LETTER FROM ROME
For three decades, this grounded sailor was the soul, and the sole inhabitant, of a small Italian desert island. On Budelli, an idyllic rock in the vicinity of a larger island – wild Sardinia – over a long period, Mauro Morandi had created a singular life for himself, watching over the delicate balance of the island's nature, happy to keep his distance from the hum of the world without turning his back on it altogether. He died at the age of 85 on Friday, January 3, having long been celebrated with tenderness for the care he always gave to the fragile ecosystem of the island of pink sands, a world in which he wished his presence to be considered a component in its own right.

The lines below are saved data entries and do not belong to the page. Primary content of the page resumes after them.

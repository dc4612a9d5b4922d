use std::collections::VecDeque;
use std::io::{self, BufRead, Write};

/// Asks the operator a yes/no question before anything destructive happens.
pub trait Confirm {
    /// Show `question` and return whether the answer was affirmative.
    fn confirm(&mut self, question: &str) -> io::Result<bool>;
}

/// Only `y` in either case counts as yes. The line terminator is dropped
/// but other whitespace is kept, so `" y"` is a decline.
pub fn is_affirmative(answer: &str) -> bool {
    let answer = answer.strip_suffix('\n').unwrap_or(answer);
    let answer = answer.strip_suffix('\r').unwrap_or(answer);
    answer.eq_ignore_ascii_case("y")
}

/// Reads one line per question from `input`, writing the question to
/// `output` first. EOF is treated as a decline.
pub struct LinePrompt<R, W> {
    input: R,
    output: W,
}

impl<R: BufRead, W: Write> LinePrompt<R, W> {
    pub fn new(input: R, output: W) -> Self {
        Self { input, output }
    }
}

impl LinePrompt<io::StdinLock<'static>, io::Stdout> {
    pub fn stdin() -> Self {
        Self::new(io::stdin().lock(), io::stdout())
    }
}

impl<R: BufRead, W: Write> Confirm for LinePrompt<R, W> {
    fn confirm(&mut self, question: &str) -> io::Result<bool> {
        write!(self.output, "{question}")?;
        self.output.flush()?;

        let mut line = String::new();
        if self.input.read_line(&mut line)? == 0 {
            writeln!(self.output)?;
            return Ok(false);
        }
        Ok(is_affirmative(&line))
    }
}

/// Canned answers, recording every question asked.
#[derive(Debug, Default)]
pub struct ScriptedPrompt {
    answers: VecDeque<String>,
    pub asked: Vec<String>,
}

impl ScriptedPrompt {
    pub fn new<I, S>(answers: I) -> Self
    where
        I: IntoIterator<Item = S>,
        S: Into<String>,
    {
        Self {
            answers: answers.into_iter().map(Into::into).collect(),
            asked: Vec::new(),
        }
    }
}

impl Confirm for ScriptedPrompt {
    fn confirm(&mut self, question: &str) -> io::Result<bool> {
        self.asked.push(question.to_string());
        Ok(self
            .answers
            .pop_front()
            .is_some_and(|answer| is_affirmative(&answer)))
    }
}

Marked with a white beard and edged with sparse hair, his weather-beaten face acquired a certain notoriety, so much so that the story of this singular man – whom we would have liked to turn into a modern Robinson Crusoe with the common touch – had a certain appeal. A native of the earthy province of Modena and a former secondary school teacher who chose to retire at the age of 50, Morandi became a sailor in 1989.
Legend has it that he went into debt with some friends to buy a 16-meter catamaran, with the pipe dream of reaching Polynesia. The group eventually broke up, and Morandi never made it past the Mouths of Bonifacio, the strait separating Corsica from Sardinia, where he had hoped to make a little money from his boat by offering his services to the many wealthy tourists frequenting the region in season. In the Maddalena archipelago, to the north-east of the island, he eventually set foot on Budelli, an island belonging to a private company whose janitor was about to leave his post without being replaced. The new arrival would fit the bill. The sand was soft, the sea blue. Why get lost in the Pacific?